Since then, Venkataswamy has expanded his one clinic into five and built a 3,200-person cadre of clinicians and nurses to run them. Like the first Aravind clinic, they make their services available to all who need them, regardless of income. Each clinic has separate wings—some wings for the middle-class patients who can pay in full, and others for the lower-income and destitute patients who cannot. The same doctors work in both. Patients may pay what they are able to, or not pay at all, if necessary. Roughly one-third pay nothing at all. Because about half of the patients pay in full, however, Aravind has money to set aside to provide free services for those who cannot.
To this network of clinics, Aravind later added a manufacturing facility. It is internationally certified and distributes transplant lenses to millions of patients in 120 countries. The lens price is about $10, a tiny fraction of the $150 that a typical lens would cost.
Despite charging so little for its products and services, Aravind exhibits remarkable fiscal solvency. Not one Aravind hospital receives even a rupee of private charity, public aid, or foreign funding. In 2009-2010, according to Forbes magazine, Aravind accumulated $29 million in revenues and ran a surplus of $13 million.
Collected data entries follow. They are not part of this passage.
//! Binary table encoding.
//!
//! Little-endian integers; strings are a 7-bit varint byte count followed by
//! UTF-16LE code units. A missing string is written as the empty string.

use std::path::Path;

use lws_baseline::ContentHash;

use crate::change_type::PropertyValue;
use crate::{Result, TableError};

pub struct TableWriter {
    buf: Vec<u8>,
}

impl Default for TableWriter {
    fn default() -> Self {
        Self::new()
    }
}

impl TableWriter {
    pub fn new() -> Self {
        Self {
            buf: Vec::with_capacity(4096),
        }
    }

    pub fn into_bytes(self) -> Vec<u8> {
        self.buf
    }

    pub fn u8(&mut self, v: u8) {
        self.buf.push(v);
    }

    pub fn bool(&mut self, v: bool) {
        self.u8(v as u8);
    }

    pub fn u16(&mut self, v: u16) {
        self.buf.extend_from_slice(&v.to_le_bytes());
    }

    pub fn i32(&mut self, v: i32) {
        self.buf.extend_from_slice(&v.to_le_bytes());
    }

    pub fn u32(&mut self, v: u32) {
        self.buf.extend_from_slice(&v.to_le_bytes());
    }

    pub fn i64(&mut self, v: i64) {
        self.buf.extend_from_slice(&v.to_le_bytes());
    }

    pub fn bytes16(&mut self, v: &[u8; 16]) {
        self.buf.extend_from_slice(v);
    }

    /// Hash or all zeroes when absent.
    pub fn hash(&mut self, v: Option<&ContentHash>) {
        self.bytes16(v.unwrap_or(&[0u8; 16]));
    }

    pub fn str(&mut self, s: &str) {
        let units: Vec<u16> = s.encode_utf16().collect();
        let mut len = (units.len() * 2) as u32;
        loop {
            let byte = (len & 0x7f) as u8;
            len >>= 7;
            if len == 0 {
                self.buf.push(byte);
                break;
            }
            self.buf.push(byte | 0x80);
        }
        for unit in units {
            self.buf.extend_from_slice(&unit.to_le_bytes());
        }
    }

    pub fn opt_str(&mut self, s: Option<&str>) {
        self.str(s.unwrap_or(""));
    }

    pub fn properties(&mut self, props: &[PropertyValue]) {
        self.i32(props.len() as i32);
        for p in props {
            self.str(&p.name);
            self.opt_str(p.value.as_deref());
        }
    }
}

/// Cursor over an encoded table. Every read fails with `InvalidTable` on
/// truncated or malformed input.
pub struct TableReader<'a> {
    buf: &'a [u8],
    pos: usize,
    path: &'a Path,
}

impl<'a> TableReader<'a> {
    pub fn new(buf: &'a [u8], path: &'a Path) -> Self {
        Self { buf, pos: 0, path }
    }

    pub fn invalid(&self, reason: impl Into<String>) -> TableError {
        TableError::InvalidTable {
            path: self.path.to_path_buf(),
            reason: reason.into(),
        }
    }

    pub fn is_at_end(&self) -> bool {
        self.pos >= self.buf.len()
    }

    fn take(&mut self, n: usize) -> Result<&'a [u8]> {
        if self.buf.len() - self.pos < n {
            return Err(self.invalid(format!("unexpected end of data at offset {}", self.pos)));
        }
        let slice = &self.buf[self.pos..self.pos + n];
        self.pos += n;
        Ok(slice)
    }

    fn array<const N: usize>(&mut self) -> Result<[u8; N]> {
        let mut out = [0u8; N];
        out.copy_from_slice(self.take(N)?);
        Ok(out)
    }

    pub fn u8(&mut self) -> Result<u8> {
        Ok(self.take(1)?[0])
    }

    pub fn bool(&mut self) -> Result<bool> {
        Ok(self.u8()? != 0)
    }

    pub fn u16(&mut self) -> Result<u16> {
        Ok(u16::from_le_bytes(self.array()?))
    }

    pub fn i32(&mut self) -> Result<i32> {
        Ok(i32::from_le_bytes(self.array()?))
    }

    pub fn u32(&mut self) -> Result<u32> {
        Ok(u32::from_le_bytes(self.array()?))
    }

    pub fn i64(&mut self) -> Result<i64> {
        Ok(i64::from_le_bytes(self.array()?))
    }

    pub fn bytes16(&mut self) -> Result<[u8; 16]> {
        self.array()
    }

    /// Hash, `None` when all zeroes.
    pub fn hash(&mut self) -> Result<Option<ContentHash>> {
        let h = self.bytes16()?;
        Ok(if h == [0u8; 16] { None } else { Some(h) })
    }

    pub fn count(&mut self) -> Result<usize> {
        let n = self.i32()?;
        usize::try_from(n).map_err(|_| self.invalid(format!("negative count {}", n)))
    }

    pub fn str(&mut self) -> Result<String> {
        let mut len: u32 = 0;
        let mut shift = 0;
        loop {
            if shift > 28 {
                return Err(self.invalid("string length prefix too long"));
            }
            let byte = self.u8()?;
            len |= ((byte & 0x7f) as u32) << shift;
            if byte & 0x80 == 0 {
                break;
            }
            shift += 7;
        }
        if len % 2 != 0 {
            return Err(self.invalid("odd UTF-16 byte length"));
        }
        let raw = self.take(len as usize)?;
        let units: Vec<u16> = raw
            .chunks_exact(2)
            .map(|c| u16::from_le_bytes([c[0], c[1]]))
            .collect();
        String::from_utf16(&units).map_err(|_| self.invalid("invalid UTF-16 string"))
    }

    /// Empty string reads back as `None`.
    pub fn opt_str(&mut self) -> Result<Option<String>> {
        let s = self.str()?;
        Ok(if s.is_empty() { None } else { Some(s) })
    }

    pub fn properties(&mut self) -> Result<Vec<PropertyValue>> {
        let n = self.count()?;
        let mut props = Vec::with_capacity(n.min(64));
        for _ in 0..n {
            let name = self.str()?;
            let value = self.opt_str()?;
            props.push(PropertyValue { name, value });
        }
        Ok(props)
    }

    /// Check a `magic u16` + `schema u8` header, returning the schema.
    pub fn header(&mut self, magic: u16, schemas: &[u8]) -> Result<u8> {
        let found = self.u16()?;
        if found != magic {
            return Err(self.invalid(format!(
                "bad magic {:#06x}, expected {:#06x}",
                found, magic
            )));
        }
        let schema = self.u8()?;
        if !schemas.contains(&schema) {
            return Err(self.invalid(format!("unsupported schema version {}", schema)));
        }
        Ok(schema)
    }
}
Its clinics thrive by constantly identifying the most-efficient means to perform every last task. A surgeon’s salary is delinked from patient load—pay is based on results, not on procedures. Also, management routinely reviews every doctor’s clinical protocols and any tests or medications that he or she has prescribed, in order to make sure that no doctor is ordering more tests or treatments than necessary. As a corollary, Aravind’s physicians accept lower earnings than most practitioners in their fields. They receive fixed salaries with no bonuses for seeing extra patients or performing extra tests. On the other hand, they also carry far fewer debts: 90% of them complete their training at Aravind itself, not at medical schools.
That is not to say that Aravind doctors are less capable than their formally trained counterparts. Their patients on average fare even better, post-treatment, than patients who obtain similar services in Britain’s hospital system, according to the charity-rating service Givewell. Some of this success may be attributable to positive peer pressure. The Aravind clinics compile weekly spreadsheets detailing each practitioner’s patient case, actions taken, and outcome. All personnel review each other’s data to learn lessons wherever possible, identify and solve any problems, and spur each other to do better.
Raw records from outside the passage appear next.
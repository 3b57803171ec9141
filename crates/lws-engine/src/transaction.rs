//! Explicit transaction handle over the workspace tables.
//!
//! A transaction holds (or borrows) the workspace lock, loads the requested
//! tables in the fixed order properties → local version → pending changes,
//! runs one unit of work and saves in reverse order. A unit of work that
//! fails or asks for the server leaves every table untouched on disk: the
//! in-memory copies are simply dropped.
//!
//! A thread runs at most one transaction at a time, whatever the workspace.

use std::cell::Cell;

use bitflags::bitflags;
use lws_config::{log_tables_debug, log_tables_warn};
use lws_tables::{LocalVersionTable, MetadataTable, PendingChangesTable, WorkspaceProperties};

use crate::context::PendContext;
use crate::lock::{WorkspaceLock, WorkspaceLockGuard};
use crate::operation::PendOutcome;
use crate::reconcile::ReconcileOutcome;
use crate::workspace::LocalWorkspace;
use crate::{EngineError, Result};

bitflags! {
    /// Tables a transaction opens.
    #[derive(Debug, Clone, Copy, PartialEq, Eq, Hash, Default)]
    pub struct TableSet: u8 {
        const PROPERTIES = 1 << 0;
        const LOCAL_VERSION = 1 << 1;
        const PENDING_CHANGES = 1 << 2;

        const ALL = Self::PROPERTIES.bits() | Self::LOCAL_VERSION.bits() | Self::PENDING_CHANGES.bits();
    }
}

/// The tables opened by one transaction.
#[derive(Debug, Default)]
pub struct Tables {
    properties: Option<WorkspaceProperties>,
    local_version: Option<LocalVersionTable>,
    pending_changes: Option<PendingChangesTable>,
}

impl Tables {
    pub fn opened(&self) -> TableSet {
        let mut set = TableSet::empty();
        set.set(TableSet::PROPERTIES, self.properties.is_some());
        set.set(TableSet::LOCAL_VERSION, self.local_version.is_some());
        set.set(TableSet::PENDING_CHANGES, self.pending_changes.is_some());
        set
    }

    pub fn properties(&self) -> Result<&WorkspaceProperties> {
        self.properties
            .as_ref()
            .ok_or(EngineError::TableNotOpen("properties"))
    }

    pub fn properties_mut(&mut self) -> Result<&mut WorkspaceProperties> {
        self.properties
            .as_mut()
            .ok_or(EngineError::TableNotOpen("properties"))
    }

    pub fn local_version(&self) -> Result<&LocalVersionTable> {
        self.local_version
            .as_ref()
            .ok_or(EngineError::TableNotOpen("localversion"))
    }

    pub fn local_version_mut(&mut self) -> Result<&mut LocalVersionTable> {
        self.local_version
            .as_mut()
            .ok_or(EngineError::TableNotOpen("localversion"))
    }

    pub fn pending_changes(&self) -> Result<&PendingChangesTable> {
        self.pending_changes
            .as_ref()
            .ok_or(EngineError::TableNotOpen("pendingchanges"))
    }

    pub fn pending_changes_mut(&mut self) -> Result<&mut PendingChangesTable> {
        self.pending_changes
            .as_mut()
            .ok_or(EngineError::TableNotOpen("pendingchanges"))
    }

    /// Borrow both item tables at once.
    pub fn items_mut(&mut self) -> Result<(&mut LocalVersionTable, &mut PendingChangesTable)> {
        let lv = self
            .local_version
            .as_mut()
            .ok_or(EngineError::TableNotOpen("localversion"))?;
        let pc = self
            .pending_changes
            .as_mut()
            .ok_or(EngineError::TableNotOpen("pendingchanges"))?;
        Ok((lv, pc))
    }

    /// Borrow all three tables at once for the engine.
    pub(crate) fn context(&mut self, max_server_path: usize) -> Result<PendContext<'_>> {
        let props = self
            .properties
            .as_ref()
            .ok_or(EngineError::TableNotOpen("properties"))?;
        let lv = self
            .local_version
            .as_mut()
            .ok_or(EngineError::TableNotOpen("localversion"))?;
        let pc = self
            .pending_changes
            .as_mut()
            .ok_or(EngineError::TableNotOpen("pendingchanges"))?;
        Ok(PendContext {
            props,
            lv,
            pc,
            max_server_path,
        })
    }
}

/// Whether a finished unit of work should be persisted.
pub trait TransactionOutcome {
    fn commits(&self) -> bool {
        true
    }
}

impl TransactionOutcome for PendOutcome {
    fn commits(&self) -> bool {
        !matches!(self, PendOutcome::RequiresServer)
    }
}

impl TransactionOutcome for () {}
impl TransactionOutcome for bool {}
impl TransactionOutcome for ReconcileOutcome {}
impl<T> TransactionOutcome for Vec<T> {}
impl<T> TransactionOutcome for Option<T> {}
impl<A, B> TransactionOutcome for (A, B) {}

thread_local! {
    static IN_TRANSACTION: Cell<bool> = const { Cell::new(false) };
}

/// Marks the current thread as inside a transaction until dropped.
struct ActiveTransaction;

impl ActiveTransaction {
    fn enter(key: &str) -> Result<Self> {
        IN_TRANSACTION.with(|active| {
            if active.replace(true) {
                Err(EngineError::Reentrant(key.to_string()))
            } else {
                Ok(Self)
            }
        })
    }
}

impl Drop for ActiveTransaction {
    fn drop(&mut self) {
        let _ = IN_TRANSACTION.try_with(|active| active.set(false));
    }
}

enum LockHold<'l> {
    Owned(WorkspaceLockGuard),
    Borrowed(&'l mut WorkspaceLockGuard),
}

/// One unit of work against a workspace's tables.
pub struct Transaction<'w> {
    workspace: &'w LocalWorkspace,
    lock: LockHold<'w>,
    _active: ActiveTransaction,
}

impl<'w> Transaction<'w> {
    /// Take the workspace lock for the duration of this transaction.
    pub fn new(workspace: &'w LocalWorkspace) -> Result<Self> {
        let key = workspace.lock_key();
        let active = ActiveTransaction::enter(&key)?;
        let guard = WorkspaceLock::acquire(&key, false)?;
        Ok(Self {
            workspace,
            lock: LockHold::Owned(guard),
            _active: active,
        })
    }

    /// Run under a lock the caller already holds across several
    /// transactions. When this transaction ends, queued waiters get a turn.
    pub fn with_lock(workspace: &'w LocalWorkspace, guard: &'w mut WorkspaceLockGuard) -> Result<Self> {
        let active = ActiveTransaction::enter(guard.key())?;
        Ok(Self {
            workspace,
            lock: LockHold::Borrowed(guard),
            _active: active,
        })
    }

    /// Open `tables`, run `work`, and save on success. Queued waiters get
    /// their turn afterwards whether or not the work succeeded.
    pub fn execute<T, F>(mut self, tables: TableSet, work: F) -> Result<T>
    where
        T: TransactionOutcome,
        F: FnOnce(&mut Tables) -> Result<T>,
    {
        let result = self.run(tables, work);

        let guard = match &mut self.lock {
            LockHold::Owned(guard) => guard,
            LockHold::Borrowed(guard) => &mut **guard,
        };
        if guard.has_waiters() {
            guard.yield_to_waiters();
        }
        result
    }

    fn run<T, F>(&self, tables: TableSet, work: F) -> Result<T>
    where
        T: TransactionOutcome,
        F: FnOnce(&mut Tables) -> Result<T>,
    {
        let workspace = self.workspace;
        let dir = workspace.metadata_dir();
        let mut opened = Tables::default();
        if tables.contains(TableSet::PROPERTIES) {
            let mut props = WorkspaceProperties::load(dir)?;
            if props.name.is_empty() {
                props = WorkspaceProperties::new(workspace.name(), workspace.owner());
            }
            opened.properties = Some(props);
        }
        if tables.contains(TableSet::LOCAL_VERSION) {
            opened.local_version = Some(LocalVersionTable::load(dir)?);
        }
        if tables.contains(TableSet::PENDING_CHANGES) {
            opened.pending_changes = Some(PendingChangesTable::load(dir)?);
        }

        match work(&mut opened) {
            Ok(value) if value.commits() => Self::save(&mut opened, dir).map(|()| value),
            Ok(value) => {
                log_tables_debug!(
                    "Transaction aborted, tables discarded",
                    workspace = workspace.name()
                );
                Ok(value)
            }
            Err(e) => {
                let error = e.to_string();
                log_tables_warn!(
                    "Transaction failed, tables discarded",
                    workspace = workspace.name(),
                    error = error.as_str()
                );
                Err(e)
            }
        }
    }

    fn save(tables: &mut Tables, dir: &std::path::Path) -> Result<()> {
        if let Some(pc) = tables.pending_changes.as_mut() {
            pc.save(dir)?;
        }
        if let Some(lv) = tables.local_version.as_mut() {
            lv.save(dir)?;
        }
        if let Some(props) = tables.properties.as_mut() {
            props.save(dir)?;
        }
        Ok(())
    }
}

#[cfg(test)]
mod tests {
    use super::*;
    use lws_config::testing::TestEnvironment;
    use lws_tables::{ChangeType, ItemType, PendingChange};

    fn workspace(env: &TestEnvironment) -> LocalWorkspace {
        LocalWorkspace::open(&env.workspace_name(), "me", env.config()).unwrap()
    }

    #[test]
    fn test_saves_on_success() {
        let env = TestEnvironment::new().unwrap();
        let ws = workspace(&env);
        Transaction::new(&ws)
            .unwrap()
            .execute(TableSet::PENDING_CHANGES, |t| {
                t.pending_changes_mut()?.upsert(PendingChange::new(
                    "$/P/a",
                    None,
                    ChangeType::ADD,
                    ItemType::File,
                ));
                Ok(())
            })
            .unwrap();

        let count = Transaction::new(&ws)
            .unwrap()
            .execute(TableSet::PENDING_CHANGES, |t| Ok(vec![t.pending_changes()?.len()]))
            .unwrap();
        assert_eq!(count, vec![1]);
    }

    #[test]
    fn test_discards_on_error() {
        let env = TestEnvironment::new().unwrap();
        let ws = workspace(&env);
        let result: Result<()> = Transaction::new(&ws)
            .unwrap()
            .execute(TableSet::PENDING_CHANGES, |t| {
                t.pending_changes_mut()?.upsert(PendingChange::new(
                    "$/P/a",
                    None,
                    ChangeType::ADD,
                    ItemType::File,
                ));
                Err(EngineError::Canceled)
            });
        assert!(result.is_err());

        let empty = Transaction::new(&ws)
            .unwrap()
            .execute(TableSet::PENDING_CHANGES, |t| Ok(t.pending_changes()?.is_empty()))
            .unwrap();
        assert!(empty);
    }

    #[test]
    fn test_discards_when_server_required() {
        let env = TestEnvironment::new().unwrap();
        let ws = workspace(&env);
        let outcome = Transaction::new(&ws)
            .unwrap()
            .execute(TableSet::PENDING_CHANGES, |t| {
                t.pending_changes_mut()?.upsert(PendingChange::new(
                    "$/P/a",
                    None,
                    ChangeType::ADD,
                    ItemType::File,
                ));
                Ok(PendOutcome::RequiresServer)
            })
            .unwrap();
        assert_eq!(outcome, PendOutcome::RequiresServer);

        let empty = Transaction::new(&ws)
            .unwrap()
            .execute(TableSet::PENDING_CHANGES, |t| Ok(t.pending_changes()?.is_empty()))
            .unwrap();
        assert!(empty);
    }

    #[test]
    fn test_unopened_table_is_an_error() {
        let env = TestEnvironment::new().unwrap();
        let ws = workspace(&env);
        let result = Transaction::new(&ws)
            .unwrap()
            .execute(TableSet::PROPERTIES, |t| Ok(vec![t.local_version()?.len()]));
        assert!(matches!(result, Err(EngineError::TableNotOpen("localversion"))));
    }

    #[test]
    fn test_nested_transaction_is_rejected() {
        let env = TestEnvironment::new().unwrap();
        let ws = workspace(&env);
        let result = Transaction::new(&ws)
            .unwrap()
            .execute(TableSet::PROPERTIES, |_| Transaction::new(&ws).map(|_| ()));
        assert!(matches!(result, Err(EngineError::Reentrant(_))));
    }

    #[test]
    fn test_nested_transaction_on_other_workspace_is_rejected() {
        let env = TestEnvironment::new().unwrap();
        let other_env = TestEnvironment::new().unwrap();
        let ws = workspace(&env);
        let other = workspace(&other_env);
        let result = Transaction::new(&ws).unwrap().execute(TableSet::PROPERTIES, |_| {
            Transaction::new(&other)?.execute(TableSet::PROPERTIES, |_| Ok(()))
        });
        assert!(matches!(result, Err(EngineError::Reentrant(_))));
        assert!(!WorkspaceLock::is_held(&other.lock_key()));

        // Both work again once the outer one is done.
        Transaction::new(&other)
            .unwrap()
            .execute(TableSet::PROPERTIES, |_| Ok(()))
            .unwrap();
        Transaction::new(&ws)
            .unwrap()
            .execute(TableSet::PROPERTIES, |_| Ok(()))
            .unwrap();
    }

    #[test]
    fn test_failed_save_still_yields_to_waiters() {
        use std::sync::atomic::{AtomicBool, Ordering};
        use std::sync::Arc;
        use std::time::Duration;

        let env = TestEnvironment::new().unwrap();
        let ws = workspace(&env);
        let mut guard = ws.lock().unwrap();
        let key = guard.key().to_string();

        let ran = Arc::new(AtomicBool::new(false));
        let flag = ran.clone();
        let waiter = std::thread::spawn(move || {
            let _g = WorkspaceLock::acquire(&key, false).unwrap();
            flag.store(true, Ordering::SeqCst);
        });
        while !guard.has_waiters() {
            std::thread::sleep(Duration::from_millis(1));
        }

        // A directory where the table file goes makes the save fail.
        std::fs::create_dir_all(ws.metadata_dir().join("pendingchanges.tf3")).unwrap();
        let result = Transaction::with_lock(&ws, &mut guard)
            .unwrap()
            .execute(TableSet::PENDING_CHANGES, |t| {
                t.pending_changes_mut()?.upsert(PendingChange::new(
                    "$/P/a",
                    None,
                    ChangeType::ADD,
                    ItemType::File,
                ));
                Ok(())
            });
        assert!(result.is_err());
        assert!(ran.load(Ordering::SeqCst));
        drop(guard);
        waiter.join().unwrap();
    }
}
The Aravind clinics also do not permit cost cutting to be a pretext for denying services or curbing time spent with patients. An Aravind surgeon conducts an average of 2,000 cataract surgeries a year, far above the typical Indian surgeon’s average of 400 and the typical U.S. surgeon’s average of 200. “Assembly-line” processes help to expedite patient intake by cutting the lag time between operations: Whereas a typical surgeon in India takes 15 minutes to shift from concluding an operation on one patient to commencing an operation on another, most Aravind surgeons move from the first patient to the next in just one to three minutes. Venkatesh Rangaraj, one of Aravind’s higher-volume surgeons, completes 100 cataract operations a day, averaging 3.5 minutes per case.
“Health care delivery in much of the world is fundamentally driven by the notion of limitation—an underlying assumption that there is simply not enough to go around for everybody’s needs. That its model defied this notion (even in the years when its own resources were scarce) is perhaps Aravind’s most potent and paradoxical quality,” write Pavithra K. Mehta and Suchitra Shenoy in their book, Infinite Vision: How Aravind Became the World’s Greatest Business Case for Compassion (Berrett-Koehler, 2011).
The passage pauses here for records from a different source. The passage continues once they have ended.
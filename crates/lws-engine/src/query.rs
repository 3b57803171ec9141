//! Read-only queries over the pending changes and local version tables.

use std::collections::HashSet;

use lws_pathtree::{server_path, RecursionType};
use lws_tables::{LocalVersionEntry, PendingChange, RowId};

use crate::context::{fold_key, ParsedSpec, PendContext};
use crate::failure::{Failure, FailureKind};
use crate::operation::ItemSpec;

/// A pending change matched by a query. Candidates have no row id.
#[derive(Debug, Clone, PartialEq, Eq)]
pub struct QueriedChange {
    pub id: Option<RowId>,
    pub change: PendingChange,
}

/// A local version row seen through its current target path.
#[derive(Debug, Clone, PartialEq, Eq)]
pub struct QueriedLocalVersion {
    pub target_server_item: String,
    pub entry: LocalVersionEntry,
}

pub(crate) fn query_pending_changes(
    ctx: &PendContext<'_>,
    specs: &[ItemSpec],
    include_candidates: bool,
) -> (Vec<QueriedChange>, Vec<Failure>) {
    let mut found: Vec<QueriedChange> = Vec::new();
    let mut seen_rows: HashSet<RowId> = HashSet::new();
    let mut seen_candidates: HashSet<String> = HashSet::new();
    let mut failures = Vec::new();

    for spec in specs {
        let parsed = match ctx.parse_spec(spec) {
            Ok(parsed) => parsed,
            Err(failure) => {
                failures.push(failure);
                continue;
            }
        };

        let mut matched = false;
        for (id, pc) in matching_rows(ctx, &parsed) {
            matched = true;
            if seen_rows.insert(id) {
                found.push(QueriedChange {
                    id: Some(id),
                    change: pc.clone(),
                });
            }
        }
        if include_candidates {
            for pc in matching_candidates(ctx, &parsed) {
                matched = true;
                if seen_candidates.insert(fold_key(&pc.target_server_item)) {
                    found.push(QueriedChange {
                        id: None,
                        change: pc.clone(),
                    });
                }
            }
        }
        if !matched {
            failures.push(Failure::new(FailureKind::ItemNotCheckedOut, &parsed.item));
        }
    }

    found.sort_by(|a, b| {
        server_path::compare(&a.change.target_server_item, &b.change.target_server_item)
    });
    (found, failures)
}

fn depth_of(parsed: &ParsedSpec) -> usize {
    match (&parsed.pattern, parsed.recursion) {
        (Some(_), RecursionType::Full) => usize::MAX,
        (Some(_), _) => 1,
        (None, recursion) => recursion.depth(),
    }
}

fn matching_rows<'c>(ctx: &'c PendContext<'_>, parsed: &ParsedSpec) -> Vec<(RowId, &'c PendingChange)> {
    if parsed.is_server_item() || (parsed.recursion == RecursionType::None && parsed.pattern.is_none()) {
        if !parsed.is_server_item() {
            if let Some(local) = &parsed.local_root {
                if let Some((_, entry)) = ctx.lv.get_by_local(local) {
                    return ctx.pc_for_lv(entry).into_iter().collect();
                }
            }
        }
        return ctx
            .pc
            .query_by_target(&parsed.root, depth_of(parsed))
            .filter(|(_, pc)| parsed.matches_target(&pc.target_server_item))
            .collect();
    }

    // Local specs reaching below their root match by where each change
    // lands on disk
    ctx.pc
        .iter()
        .filter(|(_, pc)| {
            ctx.local_for(&pc.target_server_item)
                .is_some_and(|local| parsed.matches_local(&local))
        })
        .collect()
}

fn matching_candidates<'c>(ctx: &'c PendContext<'_>, parsed: &ParsedSpec) -> Vec<&'c PendingChange> {
    ctx.pc
        .query_candidates(&parsed.root, depth_of(parsed))
        .filter(|pc| parsed.matches_target(&pc.target_server_item))
        .collect()
}

pub(crate) fn query_local_versions(
    ctx: &PendContext<'_>,
    specs: &[ItemSpec],
    include_deleted: bool,
) -> (Vec<QueriedLocalVersion>, Vec<Failure>) {
    let mut found = Vec::new();
    let mut seen: HashSet<RowId> = HashSet::new();
    let mut failures = Vec::new();

    for spec in specs {
        let parsed = match ctx.parse_spec(spec) {
            Ok(parsed) => parsed,
            Err(failure) => {
                failures.push(failure);
                continue;
            }
        };
        let items = ctx.expand(&parsed, include_deleted);
        if items.is_empty() {
            failures.push(Failure::new(FailureKind::ItemNotFound, &parsed.item));
            continue;
        }
        for item in items {
            if !seen.insert(item.id) {
                continue;
            }
            if let Some(entry) = ctx.lv.get(item.id) {
                found.push(QueriedLocalVersion {
                    target_server_item: item.target,
                    entry: entry.clone(),
                });
            }
        }
    }

    found.sort_by(|a, b| server_path::compare(&a.target_server_item, &b.target_server_item));
    (found, failures)
}

#[cfg(test)]
mod tests {
    use super::*;
    use lws_tables::{
        ChangeType, ItemType, LocalVersionTable, PendingChangesTable, WorkingFolder,
        WorkspaceProperties,
    };

    struct Fixture {
        props: WorkspaceProperties,
        lv: LocalVersionTable,
        pc: PendingChangesTable,
    }

    impl Fixture {
        fn new() -> Self {
            let mut props = WorkspaceProperties::new("ws", "me");
            props.set_working_folders(vec![WorkingFolder::map("$/P", "/w")]);
            let mut lv = LocalVersionTable::new();
            lv.add(LocalVersionEntry::new_folder("$/P", Some("/w".into()), 1));
            lv.add(LocalVersionEntry::new_folder("$/P/A", Some("/w/A".into()), 1));
            lv.add(LocalVersionEntry::new_file("$/P/A/a.cs", Some("/w/A/a.cs".into()), 1));
            lv.add(LocalVersionEntry::new_file("$/P/A/b.txt", Some("/w/A/b.txt".into()), 1));
            lv.add(LocalVersionEntry::new_file("$/P/x.cs", Some("/w/x.cs".into()), 1));

            let mut pc = PendingChangesTable::new();
            let mut edit = PendingChange::new("$/P/A/a.cs", Some("$/P/A/a.cs".into()), ChangeType::EDIT, ItemType::File);
            edit.version = 1;
            pc.upsert(edit);
            let mut moved = PendingChange::new("$/P/A/y.cs", Some("$/P/x.cs".into()), ChangeType::RENAME, ItemType::File);
            moved.version = 1;
            pc.upsert(moved);
            pc.add_candidate(PendingChange::new("$/P/A/new.cs", None, ChangeType::ADD, ItemType::File));
            Self { props, lv, pc }
        }

        fn ctx(&mut self) -> PendContext<'_> {
            PendContext {
                props: &self.props,
                lv: &mut self.lv,
                pc: &mut self.pc,
                max_server_path: 259,
            }
        }
    }

    fn targets(found: &[QueriedChange]) -> Vec<&str> {
        found.iter().map(|q| q.change.target_server_item.as_str()).collect()
    }

    #[test]
    fn test_recursive_query_finds_items_moved_in() {
        let mut fx = Fixture::new();
        let ctx = fx.ctx();
        let (found, failures) = query_pending_changes(&ctx, &[ItemSpec::new("$/P/A", RecursionType::Full)], false);
        assert!(failures.is_empty());
        assert_eq!(targets(&found), vec!["$/P/A/a.cs", "$/P/A/y.cs"]);
    }

    #[test]
    fn test_candidates_only_when_asked() {
        let mut fx = Fixture::new();
        let ctx = fx.ctx();
        let (found, _) = query_pending_changes(&ctx, &[ItemSpec::new("$/P/A/*.cs", RecursionType::None)], true);
        assert_eq!(targets(&found), vec!["$/P/A/a.cs", "$/P/A/new.cs", "$/P/A/y.cs"]);
        assert!(found.iter().any(|q| q.id.is_none()));
    }

    #[test]
    fn test_local_spec_resolves_through_rows() {
        let mut fx = Fixture::new();
        let ctx = fx.ctx();
        let (found, _) = query_pending_changes(&ctx, &[ItemSpec::new("/w/A/a.cs", RecursionType::None)], false);
        assert_eq!(targets(&found), vec!["$/P/A/a.cs"]);

        let (found, _) = query_pending_changes(&ctx, &[ItemSpec::new("/w/A", RecursionType::Full)], false);
        assert_eq!(targets(&found), vec!["$/P/A/a.cs", "$/P/A/y.cs"]);
    }

    #[test]
    fn test_unmatched_spec_reports_not_checked_out() {
        let mut fx = Fixture::new();
        let ctx = fx.ctx();
        let (found, failures) = query_pending_changes(&ctx, &[ItemSpec::new("$/P/A/b.txt", RecursionType::None)], false);
        assert!(found.is_empty());
        assert_eq!(failures[0].kind, FailureKind::ItemNotCheckedOut);
    }

    #[test]
    fn test_local_versions_by_target() {
        let mut fx = Fixture::new();
        let ctx = fx.ctx();
        let (found, failures) = query_local_versions(&ctx, &[ItemSpec::new("$/P/A", RecursionType::OneLevel)], false);
        assert!(failures.is_empty());
        let targets: Vec<&str> = found.iter().map(|q| q.target_server_item.as_str()).collect();
        assert_eq!(targets, vec!["$/P/A", "$/P/A/a.cs", "$/P/A/b.txt", "$/P/A/y.cs"]);
        assert_eq!(found[3].entry.server_item, "$/P/x.cs");
    }
}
Health professionals throughout India have taken note. Over the last decade, hundreds of Indian hospitals have personally consulted with Aravind and made efforts to emulate the Aravind mission. It is a far more admirable model, for sure, than U.S. hospitals, where patients on Medicaid and Medicare are being turned away because the doctors will not accept the programs’ low reimbursement rates. Discounted services are not yet an accepted course of action in the U.S. system. They are now in India, thanks to Aravind pointing the way.
One Aravind-like model is now bringing low-cost cardiac treatment to India’s poor. The first Narayana Hrudayalaya hospital, founded in Bangalore, India, in 2001 by Devi Shetty, ramped up patient intake to levels unheard of in most of the industrialized world. Whereas the average U.S. hospital has 160 beds, this hospital has 1,000. In 2008, its team of 42 surgeons completed 3,174 cardiac bypass surgeries, more than twice the 1,367 that the prestigious U.S. hospital Cleveland Clinic did that same year. And whereas the Children’s Hospital in Boston operated on 1,026 children patients in 2008, the surgeons at Narayana Hrudayalaya operated on 2,777.
Like those at Aravind, the Narayana Hrudatalaya physicians work more hours than any of their counterparts in the United States. Shetty’s surgeons perform two to three procedures daily, six days a week, and work 60 to 70 hours a week, compared with a typical U.S. surgeon’s workload of one or two procedures a day, five days a week, and 60 hours a week.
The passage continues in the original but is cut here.